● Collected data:

# # #

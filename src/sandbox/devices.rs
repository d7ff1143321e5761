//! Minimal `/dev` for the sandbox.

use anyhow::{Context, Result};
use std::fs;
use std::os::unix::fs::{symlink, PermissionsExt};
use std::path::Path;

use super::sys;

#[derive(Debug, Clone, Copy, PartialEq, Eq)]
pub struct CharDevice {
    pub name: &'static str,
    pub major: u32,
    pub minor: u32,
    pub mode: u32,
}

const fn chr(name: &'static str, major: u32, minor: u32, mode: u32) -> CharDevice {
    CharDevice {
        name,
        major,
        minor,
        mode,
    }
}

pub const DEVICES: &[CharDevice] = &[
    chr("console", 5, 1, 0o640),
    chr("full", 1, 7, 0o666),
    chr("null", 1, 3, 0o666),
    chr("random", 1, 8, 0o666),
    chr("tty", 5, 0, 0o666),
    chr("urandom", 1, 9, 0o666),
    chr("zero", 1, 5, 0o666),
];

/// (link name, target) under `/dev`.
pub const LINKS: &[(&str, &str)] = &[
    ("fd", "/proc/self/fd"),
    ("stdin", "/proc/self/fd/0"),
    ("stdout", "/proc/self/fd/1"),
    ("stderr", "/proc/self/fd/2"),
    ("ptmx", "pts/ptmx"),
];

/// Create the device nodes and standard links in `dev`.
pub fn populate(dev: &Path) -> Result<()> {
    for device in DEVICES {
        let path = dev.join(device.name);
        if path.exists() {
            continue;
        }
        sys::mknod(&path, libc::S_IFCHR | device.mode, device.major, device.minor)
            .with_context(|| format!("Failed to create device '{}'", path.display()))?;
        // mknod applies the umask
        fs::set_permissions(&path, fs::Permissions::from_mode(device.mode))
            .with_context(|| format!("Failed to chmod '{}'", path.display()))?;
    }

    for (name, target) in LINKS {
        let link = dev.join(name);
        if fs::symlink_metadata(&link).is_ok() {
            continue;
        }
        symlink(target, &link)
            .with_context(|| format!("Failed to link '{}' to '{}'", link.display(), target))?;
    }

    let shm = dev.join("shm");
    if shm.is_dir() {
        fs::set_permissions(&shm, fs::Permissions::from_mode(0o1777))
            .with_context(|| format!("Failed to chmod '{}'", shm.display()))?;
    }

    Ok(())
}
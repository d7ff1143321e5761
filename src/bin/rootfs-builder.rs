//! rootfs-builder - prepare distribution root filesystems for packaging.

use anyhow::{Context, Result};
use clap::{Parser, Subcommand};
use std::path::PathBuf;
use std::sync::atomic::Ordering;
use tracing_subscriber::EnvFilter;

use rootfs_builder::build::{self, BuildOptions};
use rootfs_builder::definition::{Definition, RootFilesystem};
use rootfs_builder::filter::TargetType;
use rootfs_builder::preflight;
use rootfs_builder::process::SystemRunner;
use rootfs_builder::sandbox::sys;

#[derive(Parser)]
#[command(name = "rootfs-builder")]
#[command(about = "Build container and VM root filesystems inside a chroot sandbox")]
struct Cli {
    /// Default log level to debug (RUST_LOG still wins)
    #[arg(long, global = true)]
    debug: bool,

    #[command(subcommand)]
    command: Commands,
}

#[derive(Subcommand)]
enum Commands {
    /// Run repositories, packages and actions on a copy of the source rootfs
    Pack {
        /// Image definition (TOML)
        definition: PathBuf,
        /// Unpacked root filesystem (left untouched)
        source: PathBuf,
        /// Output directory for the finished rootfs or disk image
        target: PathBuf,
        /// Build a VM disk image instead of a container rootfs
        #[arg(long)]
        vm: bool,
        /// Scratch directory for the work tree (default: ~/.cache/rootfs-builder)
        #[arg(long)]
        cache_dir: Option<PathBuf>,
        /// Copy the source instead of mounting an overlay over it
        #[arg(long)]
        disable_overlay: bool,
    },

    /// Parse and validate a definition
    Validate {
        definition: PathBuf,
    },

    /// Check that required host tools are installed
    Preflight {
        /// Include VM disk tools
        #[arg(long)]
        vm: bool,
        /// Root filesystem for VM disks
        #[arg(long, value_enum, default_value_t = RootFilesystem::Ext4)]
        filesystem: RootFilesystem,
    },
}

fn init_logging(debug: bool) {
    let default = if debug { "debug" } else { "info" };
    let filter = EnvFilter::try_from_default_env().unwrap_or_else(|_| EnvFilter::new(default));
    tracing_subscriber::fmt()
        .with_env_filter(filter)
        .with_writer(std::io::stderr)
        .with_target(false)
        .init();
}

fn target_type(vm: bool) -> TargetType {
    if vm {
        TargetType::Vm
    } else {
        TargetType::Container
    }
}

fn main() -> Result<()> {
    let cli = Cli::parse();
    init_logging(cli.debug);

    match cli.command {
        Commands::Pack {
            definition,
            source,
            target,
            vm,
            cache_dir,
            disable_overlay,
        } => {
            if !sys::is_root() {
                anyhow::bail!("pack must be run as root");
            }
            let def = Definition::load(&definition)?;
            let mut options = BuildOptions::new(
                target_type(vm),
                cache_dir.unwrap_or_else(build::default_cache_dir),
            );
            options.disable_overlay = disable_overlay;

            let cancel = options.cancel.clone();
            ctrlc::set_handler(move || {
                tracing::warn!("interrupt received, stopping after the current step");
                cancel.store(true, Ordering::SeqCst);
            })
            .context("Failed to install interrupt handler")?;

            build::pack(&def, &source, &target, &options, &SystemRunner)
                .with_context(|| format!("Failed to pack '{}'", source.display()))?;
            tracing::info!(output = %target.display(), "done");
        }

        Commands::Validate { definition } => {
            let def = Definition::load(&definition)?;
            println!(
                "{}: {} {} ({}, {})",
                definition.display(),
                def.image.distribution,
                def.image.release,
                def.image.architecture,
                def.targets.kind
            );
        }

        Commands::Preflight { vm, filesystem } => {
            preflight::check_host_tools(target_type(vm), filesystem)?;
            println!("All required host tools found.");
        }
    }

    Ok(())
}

# # #

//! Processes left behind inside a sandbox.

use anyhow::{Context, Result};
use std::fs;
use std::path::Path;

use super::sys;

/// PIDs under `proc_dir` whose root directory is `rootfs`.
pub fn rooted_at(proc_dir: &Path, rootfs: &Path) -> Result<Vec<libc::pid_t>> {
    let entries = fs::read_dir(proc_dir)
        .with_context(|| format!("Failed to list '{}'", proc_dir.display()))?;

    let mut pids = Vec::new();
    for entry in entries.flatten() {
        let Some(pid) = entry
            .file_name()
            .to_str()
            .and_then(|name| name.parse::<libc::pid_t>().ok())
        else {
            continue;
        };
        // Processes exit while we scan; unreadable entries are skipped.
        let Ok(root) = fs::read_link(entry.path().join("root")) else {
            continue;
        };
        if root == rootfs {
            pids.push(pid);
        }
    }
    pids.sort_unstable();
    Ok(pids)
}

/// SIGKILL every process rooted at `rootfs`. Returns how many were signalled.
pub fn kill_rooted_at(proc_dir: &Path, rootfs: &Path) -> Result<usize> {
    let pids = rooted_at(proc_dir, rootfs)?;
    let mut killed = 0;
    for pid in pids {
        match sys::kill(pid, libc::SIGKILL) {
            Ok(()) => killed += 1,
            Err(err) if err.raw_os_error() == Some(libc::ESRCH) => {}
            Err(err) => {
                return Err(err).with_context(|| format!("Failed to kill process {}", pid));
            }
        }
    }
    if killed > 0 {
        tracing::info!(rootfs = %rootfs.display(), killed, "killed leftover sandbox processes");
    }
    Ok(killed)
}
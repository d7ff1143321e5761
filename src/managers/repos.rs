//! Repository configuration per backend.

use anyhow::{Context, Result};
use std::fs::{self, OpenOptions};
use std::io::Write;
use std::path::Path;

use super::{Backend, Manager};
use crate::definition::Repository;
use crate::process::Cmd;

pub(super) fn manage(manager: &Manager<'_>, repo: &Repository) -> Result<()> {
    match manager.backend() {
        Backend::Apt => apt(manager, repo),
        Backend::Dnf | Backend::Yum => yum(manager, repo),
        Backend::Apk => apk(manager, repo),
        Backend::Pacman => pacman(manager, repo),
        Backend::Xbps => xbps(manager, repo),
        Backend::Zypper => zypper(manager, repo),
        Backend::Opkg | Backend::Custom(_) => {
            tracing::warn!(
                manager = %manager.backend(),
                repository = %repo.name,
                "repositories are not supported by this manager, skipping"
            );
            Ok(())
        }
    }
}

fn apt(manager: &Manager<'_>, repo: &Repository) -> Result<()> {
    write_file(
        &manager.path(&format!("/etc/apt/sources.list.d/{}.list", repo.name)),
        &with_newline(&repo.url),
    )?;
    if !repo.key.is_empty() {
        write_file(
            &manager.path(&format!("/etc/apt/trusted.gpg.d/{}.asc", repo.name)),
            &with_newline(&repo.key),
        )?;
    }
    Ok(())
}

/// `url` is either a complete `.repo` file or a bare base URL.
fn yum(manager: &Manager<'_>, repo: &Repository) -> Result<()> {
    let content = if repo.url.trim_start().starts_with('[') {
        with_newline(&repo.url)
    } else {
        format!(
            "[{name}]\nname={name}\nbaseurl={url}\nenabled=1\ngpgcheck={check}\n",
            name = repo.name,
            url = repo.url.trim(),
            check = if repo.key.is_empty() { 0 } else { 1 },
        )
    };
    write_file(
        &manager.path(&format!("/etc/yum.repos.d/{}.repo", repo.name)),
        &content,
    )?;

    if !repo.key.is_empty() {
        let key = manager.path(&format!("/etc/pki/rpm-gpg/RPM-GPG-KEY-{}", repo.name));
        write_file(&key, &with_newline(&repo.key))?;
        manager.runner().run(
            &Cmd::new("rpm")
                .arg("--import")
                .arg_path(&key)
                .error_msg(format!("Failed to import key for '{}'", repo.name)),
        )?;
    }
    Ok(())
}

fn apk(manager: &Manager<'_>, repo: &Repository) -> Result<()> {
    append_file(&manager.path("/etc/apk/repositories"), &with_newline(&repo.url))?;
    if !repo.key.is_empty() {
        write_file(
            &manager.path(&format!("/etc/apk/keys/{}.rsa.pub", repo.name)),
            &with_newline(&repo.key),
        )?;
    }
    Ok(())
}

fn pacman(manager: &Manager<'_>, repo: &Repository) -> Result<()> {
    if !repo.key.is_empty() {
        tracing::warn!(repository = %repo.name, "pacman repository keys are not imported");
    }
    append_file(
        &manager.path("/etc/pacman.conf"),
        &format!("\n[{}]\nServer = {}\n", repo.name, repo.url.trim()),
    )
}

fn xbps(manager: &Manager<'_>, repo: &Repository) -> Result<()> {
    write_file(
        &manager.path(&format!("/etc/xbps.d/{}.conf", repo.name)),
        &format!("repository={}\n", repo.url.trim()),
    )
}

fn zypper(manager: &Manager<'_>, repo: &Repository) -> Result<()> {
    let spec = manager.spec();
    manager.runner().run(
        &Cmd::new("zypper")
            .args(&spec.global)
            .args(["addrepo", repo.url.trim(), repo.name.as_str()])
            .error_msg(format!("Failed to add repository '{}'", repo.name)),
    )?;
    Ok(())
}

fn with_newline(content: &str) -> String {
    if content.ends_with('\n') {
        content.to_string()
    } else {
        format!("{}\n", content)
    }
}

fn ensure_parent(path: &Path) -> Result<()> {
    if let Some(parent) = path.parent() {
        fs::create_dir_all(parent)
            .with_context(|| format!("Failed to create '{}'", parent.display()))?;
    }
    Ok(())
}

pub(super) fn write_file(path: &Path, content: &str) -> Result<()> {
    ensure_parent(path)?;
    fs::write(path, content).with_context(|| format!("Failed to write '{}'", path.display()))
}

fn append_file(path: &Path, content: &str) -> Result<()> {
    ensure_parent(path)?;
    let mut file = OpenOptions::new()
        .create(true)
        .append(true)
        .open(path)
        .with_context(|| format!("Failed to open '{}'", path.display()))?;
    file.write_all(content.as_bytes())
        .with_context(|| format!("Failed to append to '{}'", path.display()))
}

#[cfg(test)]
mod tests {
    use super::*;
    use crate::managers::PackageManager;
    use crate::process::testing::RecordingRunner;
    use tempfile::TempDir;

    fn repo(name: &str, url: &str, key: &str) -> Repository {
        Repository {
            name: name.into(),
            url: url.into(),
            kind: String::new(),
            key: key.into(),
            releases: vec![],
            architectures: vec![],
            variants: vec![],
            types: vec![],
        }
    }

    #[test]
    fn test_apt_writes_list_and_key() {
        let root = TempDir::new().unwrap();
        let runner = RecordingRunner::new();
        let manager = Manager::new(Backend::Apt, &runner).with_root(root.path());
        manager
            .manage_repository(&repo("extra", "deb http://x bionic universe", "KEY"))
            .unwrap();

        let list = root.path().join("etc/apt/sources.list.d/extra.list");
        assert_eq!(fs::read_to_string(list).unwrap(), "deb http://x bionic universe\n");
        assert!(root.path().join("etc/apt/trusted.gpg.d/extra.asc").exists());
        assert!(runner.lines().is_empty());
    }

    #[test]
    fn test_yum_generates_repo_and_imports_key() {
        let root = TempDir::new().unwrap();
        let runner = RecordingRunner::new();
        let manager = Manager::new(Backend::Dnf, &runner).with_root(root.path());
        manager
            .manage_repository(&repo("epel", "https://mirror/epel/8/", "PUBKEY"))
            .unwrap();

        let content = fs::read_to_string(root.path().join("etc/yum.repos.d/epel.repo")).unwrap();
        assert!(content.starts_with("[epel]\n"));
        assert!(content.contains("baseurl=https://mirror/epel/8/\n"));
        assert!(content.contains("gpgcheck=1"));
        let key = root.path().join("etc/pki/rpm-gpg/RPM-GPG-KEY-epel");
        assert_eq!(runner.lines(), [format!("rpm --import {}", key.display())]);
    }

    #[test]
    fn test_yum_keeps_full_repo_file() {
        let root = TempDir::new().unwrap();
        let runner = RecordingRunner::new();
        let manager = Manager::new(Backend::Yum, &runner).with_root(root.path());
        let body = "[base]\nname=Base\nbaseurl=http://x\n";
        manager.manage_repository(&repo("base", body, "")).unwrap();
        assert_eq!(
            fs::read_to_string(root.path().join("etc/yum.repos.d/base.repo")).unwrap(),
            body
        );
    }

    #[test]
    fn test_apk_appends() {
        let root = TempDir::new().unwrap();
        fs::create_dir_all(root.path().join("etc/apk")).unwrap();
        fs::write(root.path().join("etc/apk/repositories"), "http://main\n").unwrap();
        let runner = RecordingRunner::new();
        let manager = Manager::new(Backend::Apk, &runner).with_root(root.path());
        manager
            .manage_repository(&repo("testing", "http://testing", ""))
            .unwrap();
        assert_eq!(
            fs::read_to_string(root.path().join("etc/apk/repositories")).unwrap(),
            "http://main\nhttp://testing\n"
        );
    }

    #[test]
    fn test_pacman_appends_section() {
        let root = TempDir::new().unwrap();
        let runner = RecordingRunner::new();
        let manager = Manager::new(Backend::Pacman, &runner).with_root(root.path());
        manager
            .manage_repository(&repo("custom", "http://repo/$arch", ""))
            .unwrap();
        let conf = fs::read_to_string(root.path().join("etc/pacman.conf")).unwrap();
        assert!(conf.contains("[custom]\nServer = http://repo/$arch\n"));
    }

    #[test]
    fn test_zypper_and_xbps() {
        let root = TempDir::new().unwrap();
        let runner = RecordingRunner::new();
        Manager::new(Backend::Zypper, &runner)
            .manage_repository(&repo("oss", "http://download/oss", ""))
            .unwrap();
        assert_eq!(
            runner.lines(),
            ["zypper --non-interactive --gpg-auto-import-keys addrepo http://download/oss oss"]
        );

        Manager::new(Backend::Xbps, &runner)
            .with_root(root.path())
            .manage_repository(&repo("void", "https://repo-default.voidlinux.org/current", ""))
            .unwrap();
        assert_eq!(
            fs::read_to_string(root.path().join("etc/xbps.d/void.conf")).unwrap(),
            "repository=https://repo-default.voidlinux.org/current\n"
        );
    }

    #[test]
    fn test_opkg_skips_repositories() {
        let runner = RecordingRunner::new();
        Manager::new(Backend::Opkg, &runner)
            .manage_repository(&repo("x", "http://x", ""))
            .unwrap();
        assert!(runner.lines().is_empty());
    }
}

# # #

● Exercise description: Make a copy of each line in the records above that has the word "interrupt".

● Task solution:
                tracing::warn!("interrupt received, stopping after the current step");
            .context("Failed to install interrupt handler")?;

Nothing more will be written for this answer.